Select all lines in the records that include "Recipient".

[[ The input open ]]

use std::net::SocketAddr;
use std::path::Path;
use std::time::Duration;

use anyhow::{bail, Context, Result};
use serde::Deserialize;

use compost_control::{
    ControlParameters, ControlSettings, DispatchPolicy, Recipient, Rule, RuleBase, TiePolicy,
    MATURATION_THRESHOLD, ROTATION_THRESHOLD,
};

#[derive(Debug, Clone, Default, Deserialize)]
#[serde(default, deny_unknown_fields)]
pub struct Config {
    pub http: HttpConfig,
    pub telemetry: TelemetryConfig,
    pub control: ControlConfig,
    pub notify: NotifyConfig,
    pub recipients: Vec<Recipient>,
}

#[derive(Debug, Clone, Deserialize)]
#[serde(default, deny_unknown_fields)]
pub struct HttpConfig {
    pub bind: SocketAddr,
}

impl Default for HttpConfig {
    fn default() -> Self {
        Self {
            bind: SocketAddr::from(([0, 0, 0, 0], 8080)),
        }
    }
}

#[derive(Debug, Clone, Deserialize)]
#[serde(default, deny_unknown_fields)]
pub struct TelemetryConfig {
    pub rotation_threshold: usize,
    pub maturation_threshold: usize,
}

impl Default for TelemetryConfig {
    fn default() -> Self {
        Self {
            rotation_threshold: ROTATION_THRESHOLD,
            maturation_threshold: MATURATION_THRESHOLD,
        }
    }
}

#[derive(Debug, Clone, Deserialize)]
#[serde(default, deny_unknown_fields)]
pub struct ControlConfig {
    pub tie_policy: TiePolicy,
    pub mesophilic_temp: f64,
    pub thermophilic_temp: f64,
    pub moist_min: f64,
    pub moist_max: f64,
    /// Replaces the reference rule table when non-empty.
    pub rules: Vec<Rule>,
}

impl Default for ControlConfig {
    fn default() -> Self {
        Self {
            tie_policy: TiePolicy::default(),
            mesophilic_temp: 35.0,
            thermophilic_temp: 55.0,
            moist_min: 40.0,
            moist_max: 60.0,
            rules: Vec::new(),
        }
    }
}

impl ControlConfig {
    pub fn settings(&self) -> Result<ControlSettings> {
        let params = ControlParameters::from_phase_temperatures(
            self.mesophilic_temp,
            self.thermophilic_temp,
        )?;
        Ok(ControlSettings::new(params, self.moist_min, self.moist_max)?)
    }

    pub fn rule_base(&self) -> Result<RuleBase> {
        if self.rules.is_empty() {
            Ok(RuleBase::reference())
        } else {
            Ok(RuleBase::new(self.rules.clone())?)
        }
    }
}

#[derive(Debug, Clone, Deserialize)]
#[serde(default, deny_unknown_fields)]
pub struct NotifyConfig {
    pub retries: u32,
    pub timeout_secs: u64,
}

impl Default for NotifyConfig {
    fn default() -> Self {
        Self {
            retries: 2,
            timeout_secs: 10,
        }
    }
}

impl NotifyConfig {
    pub fn policy(&self) -> DispatchPolicy {
        DispatchPolicy {
            retries: self.retries,
            timeout: Duration::from_secs(self.timeout_secs),
        }
    }
}

impl Config {
    /// Reads `path`, or returns defaults when it does not exist.
    pub fn load(path: &Path) -> Result<Config> {
        let config = if path.exists() {
            let text = std::fs::read_to_string(path)
                .with_context(|| format!("Failed to read config {}", path.display()))?;
            toml::from_str(&text)
                .with_context(|| format!("Failed to parse config {}", path.display()))?
        } else {
            Config::default()
        };
        config.validate()?;
        Ok(config)
    }

    pub fn validate(&self) -> Result<()> {
        if self.telemetry.rotation_threshold == 0 {
            bail!("telemetry.rotation_threshold must be at least 1");
        }
        if self.telemetry.maturation_threshold == 0 {
            bail!("telemetry.maturation_threshold must be at least 1");
        }
        if self.notify.timeout_secs == 0 {
            bail!("notify.timeout_secs must be at least 1");
        }
        self.control.settings().context("invalid [control] section")?;
        self.control.rule_base().context("invalid [control] rules")?;
        Ok(())
    }
}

[[ The input closed ]]

_Reply_:
    ControlParameters, ControlSettings, DispatchPolicy, Recipient, Rule, RuleBase, TiePolicy,
    pub recipients: Vec<Recipient>,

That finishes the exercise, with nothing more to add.